*Task directions*:
Filter the entries below down to the lines that hold "required".

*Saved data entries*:
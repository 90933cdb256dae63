//! Field descriptors inferred from a function signature
//!
//! A signature is plain data: a function name plus typed, optionally
//! defaulted parameters. It can be built directly or parsed from Rust-style
//! text, where string-literal unions (`"a" | "b"`) stand for enums and
//! `= <json>` supplies a default:
//!
//! ```rust
//! use dynafield_core::signature::FunctionSignature;
//!
//! let signature = FunctionSignature::parse(
//!     r#"fn create_user(name: String, contact_email: String, status: "new" | "active" = "new")"#,
//! ).unwrap();
//! let model = signature.build_model(None, &Default::default()).unwrap();
//! assert_eq!(model.name(), "Create_userModel");
//! ```
//!
//! Copyright (c) 2025 Dynafield Team
//! Licensed under the Apache-2.0 license

mod parser;

use crate::error::{Error, Result};
use crate::fields::{FieldDefinition, FieldKind};
use crate::model::{build_dynamic_model, DynamicModel};
use serde_json::{json, Map, Value};
use std::collections::HashMap;
use std::fmt;
use tracing::debug;

/// The declared type of a parameter
#[derive(Debug, Clone, PartialEq)]
pub enum TypeAnnotation {
    /// `std::collections::HashMap<String, i64>`
    Path {
        segments: Vec<String>,
        args: Vec<TypeAnnotation>,
    },
    /// `"a" | "b"`
    Literal(Vec<String>),
    /// `[T]` or `[T; N]`
    Slice(Box<TypeAnnotation>),
    Tuple(Vec<TypeAnnotation>),
    /// Inline `{ name: T, .. }`
    Struct(Vec<(String, TypeAnnotation)>),
}

impl TypeAnnotation {
    pub fn named(name: &str) -> Self {
        Self::generic(name, Vec::new())
    }

    pub fn generic(name: &str, args: Vec<TypeAnnotation>) -> Self {
        TypeAnnotation::Path {
            segments: name.split("::").map(String::from).collect(),
            args,
        }
    }

    pub fn optional(inner: TypeAnnotation) -> Self {
        Self::generic("Option", vec![inner])
    }

    pub fn literal<I, S>(values: I) -> Self
    where
        I: IntoIterator<Item = S>,
        S: Into<String>,
    {
        TypeAnnotation::Literal(values.into_iter().map(Into::into).collect())
    }

    pub fn object<I, S>(fields: I) -> Self
    where
        I: IntoIterator<Item = (S, TypeAnnotation)>,
        S: Into<String>,
    {
        TypeAnnotation::Struct(fields.into_iter().map(|(n, t)| (n.into(), t)).collect())
    }

    fn last_segment(&self) -> Option<(&str, &[TypeAnnotation])> {
        match self {
            TypeAnnotation::Path { segments, args } => segments.last().map(|s| (s.as_str(), args.as_slice())),
            _ => None,
        }
    }

    /// Strip `Option`, `Box`, `Arc` and `Rc` wrappers
    fn unwrap_transparent(&self) -> &TypeAnnotation {
        match self.last_segment() {
            Some(("Option" | "Box" | "Arc" | "Rc", [inner])) => inner.unwrap_transparent(),
            _ => self,
        }
    }
}

impl fmt::Display for TypeAnnotation {
    fn fmt(&self, f: &mut fmt::Formatter<'_>) -> fmt::Result {
        match self {
            TypeAnnotation::Path { segments, args } => {
                write!(f, "{}", segments.join("::"))?;
                if !args.is_empty() {
                    let args: Vec<String> = args.iter().map(ToString::to_string).collect();
                    write!(f, "<{}>", args.join(", "))?;
                }
                Ok(())
            }
            TypeAnnotation::Literal(values) => {
                let quoted: Vec<String> = values.iter().map(|v| format!("{v:?}")).collect();
                write!(f, "{}", quoted.join(" | "))
            }
            TypeAnnotation::Slice(inner) => write!(f, "[{inner}]"),
            TypeAnnotation::Tuple(items) => {
                let items: Vec<String> = items.iter().map(ToString::to_string).collect();
                write!(f, "({})", items.join(", "))
            }
            TypeAnnotation::Struct(fields) => {
                let fields: Vec<String> = fields.iter().map(|(n, t)| format!("{n}: {t}")).collect();
                write!(f, "{{ {} }}", fields.join(", "))
            }
        }
    }
}

#[derive(Debug, Clone, PartialEq)]
pub struct Parameter {
    pub name: String,
    pub annotation: TypeAnnotation,
    pub default: Option<Value>,
}

impl Parameter {
    pub fn new(name: impl Into<String>, annotation: TypeAnnotation) -> Self {
        Self {
            name: name.into(),
            annotation,
            default: None,
        }
    }

    pub fn with_default(mut self, default: Value) -> Self {
        self.default = Some(default);
        self
    }
}

#[derive(Debug, Clone, PartialEq)]
pub struct FunctionSignature {
    pub name: String,
    pub params: Vec<Parameter>,
}

impl FunctionSignature {
    pub fn new(name: impl Into<String>) -> Self {
        Self {
            name: name.into(),
            params: Vec::new(),
        }
    }

    pub fn param(mut self, param: Parameter) -> Self {
        self.params.push(param);
        self
    }

    /// Parse `fn name(param: Type = default, ..)`; a `self` receiver is skipped
    pub fn parse(source: &str) -> Result<Self> {
        parser::parse_signature(source)
    }

    pub fn fields(&self, overrides: &HashMap<String, FieldOverride>) -> Result<Vec<FieldDefinition>> {
        fields_from_signature(self, overrides)
    }

    pub fn build_model(&self, name: Option<&str>, overrides: &HashMap<String, FieldOverride>) -> Result<DynamicModel> {
        build_model_from_signature(self, name, overrides)
    }
}

/// Per-parameter adjustment applied after inference
#[derive(Debug, Clone, PartialEq)]
pub enum FieldOverride {
    /// Use this descriptor instead of the inferred one
    Replace(FieldDefinition),
    /// Attributes merged over the inferred descriptor, snake_case or camelCase
    Patch(Map<String, Value>),
}

impl FieldOverride {
    /// `{"field": <descriptor>}` replaces, any other object patches
    pub fn from_json(value: &Value) -> Result<Self> {
        let Value::Object(map) = value else {
            return Err(Error::field_definition("", "override must be a JSON object"));
        };
        match map.get("field") {
            Some(field) => serde_json::from_value(field.clone())
                .map(FieldOverride::Replace)
                .map_err(|e| Error::json("invalid replacement descriptor", e)),
            None => Ok(FieldOverride::Patch(map.clone())),
        }
    }
}

enum Inferred {
    Enum(Vec<String>),
    List,
    Mapping,
    Uuid,
    Date,
    DateTime,
    Bool,
    Int,
    Float,
    Object(Vec<(String, TypeAnnotation)>),
    Text,
    Fallback,
}

fn infer(annotation: &TypeAnnotation) -> Inferred {
    let annotation = annotation.unwrap_transparent();
    match annotation {
        TypeAnnotation::Literal(values) => return Inferred::Enum(values.clone()),
        TypeAnnotation::Slice(_) => return Inferred::List,
        TypeAnnotation::Struct(fields) => return Inferred::Object(fields.clone()),
        TypeAnnotation::Tuple(_) => return Inferred::Fallback,
        TypeAnnotation::Path { .. } => {}
    }

    let Some((name, args)) = annotation.last_segment() else {
        return Inferred::Fallback;
    };
    match name {
        "Vec" | "VecDeque" | "LinkedList" | "HashSet" | "BTreeSet" | "IndexSet" => Inferred::List,
        "HashMap" | "BTreeMap" | "IndexMap" | "Map" | "Value" | "JsonValue" => Inferred::Mapping,
        "Uuid" => Inferred::Uuid,
        "NaiveDate" | "Date" => Inferred::Date,
        "DateTime" | "NaiveDateTime" | "OffsetDateTime" => Inferred::DateTime,
        "bool" => Inferred::Bool,
        "i8" | "i16" | "i32" | "i64" | "i128" | "isize" | "u8" | "u16" | "u32" | "u64" | "u128" | "usize" => {
            Inferred::Int
        }
        "f32" | "f64" => Inferred::Float,
        "String" | "str" | "char" => Inferred::Text,
        "Cow" if matches!(args.last().and_then(|arg| arg.last_segment()), Some(("str", _))) => Inferred::Text,
        _ => Inferred::Fallback,
    }
}

fn descriptor_json(name: &str, annotation: &TypeAnnotation, default: Option<&Value>) -> Value {
    let default = default.filter(|d| !d.is_null());
    let (kind, default_key) = match infer(annotation) {
        Inferred::Enum(values) => {
            let mut descriptor = base_descriptor(FieldKind::Enum, name);
            descriptor.insert("allowedValues".into(), json!(values));
            if let Some(default) = default {
                descriptor.insert("defaultStr".into(), default.clone());
            }
            return Value::Object(descriptor);
        }
        Inferred::Object(fields) => {
            let mut descriptor = base_descriptor(FieldKind::Object, name);
            let nested: Vec<Value> = fields.iter().map(|(n, t)| descriptor_json(n, t, None)).collect();
            descriptor.insert("fields".into(), Value::Array(nested));
            return Value::Object(descriptor);
        }
        Inferred::Fallback => {
            let mut descriptor = base_descriptor(FieldKind::Json, name);
            if let Some(default) = default {
                let wrapped = match default {
                    Value::Object(_) => default.clone(),
                    other => json!({"value": other}),
                };
                descriptor.insert("defaultDict".into(), wrapped);
            }
            return Value::Object(descriptor);
        }
        Inferred::List => (FieldKind::List, "defaultList"),
        Inferred::Mapping => (FieldKind::Json, "defaultDict"),
        Inferred::Uuid => (FieldKind::Uuid, "defaultUuid"),
        Inferred::Date => (FieldKind::Date, "defaultDate"),
        Inferred::DateTime => (FieldKind::DateTime, "defaultDatetime"),
        Inferred::Bool => (FieldKind::Bool, "defaultBool"),
        Inferred::Int => (FieldKind::Int, "defaultInt"),
        Inferred::Float => (FieldKind::Float, "defaultFloat"),
        Inferred::Text if name.to_lowercase().contains("email") => (FieldKind::Email, "defaultEmail"),
        Inferred::Text => (FieldKind::Str, "defaultStr"),
    };

    let mut descriptor = base_descriptor(kind, name);
    if let Some(default) = default {
        descriptor.insert(default_key.into(), default.clone());
    }
    Value::Object(descriptor)
}

fn base_descriptor(kind: FieldKind, label: &str) -> Map<String, Value> {
    let mut descriptor = Map::new();
    descriptor.insert("__typename".into(), Value::String(kind.typename().into()));
    descriptor.insert("label".into(), Value::String(label.into()));
    descriptor
}

/// `default_str` becomes `defaultStr`; `__typename` is left alone
fn to_camel_case(key: &str) -> String {
    if key.starts_with("__") {
        return key.to_string();
    }
    let mut out = String::with_capacity(key.len());
    let mut upper = false;
    for c in key.chars() {
        if c == '_' {
            upper = !out.is_empty();
        } else if upper {
            out.extend(c.to_uppercase());
            upper = false;
        } else {
            out.push(c);
        }
    }
    out
}

/// Infer one descriptor per parameter, then apply overrides
pub fn fields_from_signature(
    signature: &FunctionSignature,
    overrides: &HashMap<String, FieldOverride>,
) -> Result<Vec<FieldDefinition>> {
    let mut fields = Vec::with_capacity(signature.params.len());

    for param in &signature.params {
        let mut descriptor = match overrides.get(&param.name) {
            Some(FieldOverride::Replace(field)) => {
                fields.push(field.clone());
                continue;
            }
            _ => descriptor_json(&param.name, &param.annotation, param.default.as_ref()),
        };

        if let (Some(FieldOverride::Patch(patch)), Value::Object(map)) = (overrides.get(&param.name), &mut descriptor) {
            for (key, value) in patch {
                map.insert(to_camel_case(key), value.clone());
            }
        }

        let field: FieldDefinition = serde_json::from_value(descriptor).map_err(|e| {
            Error::field_definition(&param.name, format!("cannot infer field from '{}': {e}", param.annotation))
        })?;
        debug!(param = %param.name, kind = %field.kind(), "inferred field from signature");
        fields.push(field);
    }

    Ok(fields)
}

/// Build a model from a signature; the default name is `<Capitalized>Model`
pub fn build_model_from_signature(
    signature: &FunctionSignature,
    name: Option<&str>,
    overrides: &HashMap<String, FieldOverride>,
) -> Result<DynamicModel> {
    let model_name = match name {
        Some(name) => name.to_string(),
        None => format!("{}Model", crate::fields::capitalize(&signature.name)),
    };
    let fields = fields_from_signature(signature, overrides)?;
    build_dynamic_model(model_name, &fields)
}

#[cfg(test)]
mod tests {
    use super::*;

    #[test]
    fn test_to_camel_case() {
        assert_eq!(to_camel_case("default_str"), "defaultStr");
        assert_eq!(to_camel_case("allowed_values"), "allowedValues");
        assert_eq!(to_camel_case("required"), "required");
        assert_eq!(to_camel_case("__typename"), "__typename");
    }

    #[test]
    fn test_infer_unwraps_wrappers() {
        let ty = TypeAnnotation::optional(TypeAnnotation::generic("Box", vec![TypeAnnotation::named("i32")]));
        assert!(matches!(infer(&ty), Inferred::Int));
        let cow = TypeAnnotation::generic("std::borrow::Cow", vec![TypeAnnotation::named("str")]);
        assert!(matches!(infer(&cow), Inferred::Text));
        assert!(matches!(infer(&TypeAnnotation::named("MyStruct")), Inferred::Fallback));
    }

    #[test]
    fn test_display_round_trips_shape() {
        let ty = TypeAnnotation::generic(
            "HashMap",
            vec![TypeAnnotation::named("String"), TypeAnnotation::literal(["a", "b"])],
        );
        assert_eq!(ty.to_string(), r#"HashMap<String, "a" | "b">"#);
    }

    #[test]
    fn test_override_from_json() {
        let patch = FieldOverride::from_json(&json!({"required": true})).unwrap();
        assert!(matches!(patch, FieldOverride::Patch(_)));
        let replace =
            FieldOverride::from_json(&json!({"field": {"__typename": "IntField", "label": "x"}})).unwrap();
        assert!(matches!(replace, FieldOverride::Replace(FieldDefinition::Int(_))));
        assert!(FieldOverride::from_json(&json!(3)).is_err());
    }
}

*Exercise response*:
        assert_eq!(to_camel_case("required"), "required");
        let patch = FieldOverride::from_json(&json!({"required": true})).unwrap();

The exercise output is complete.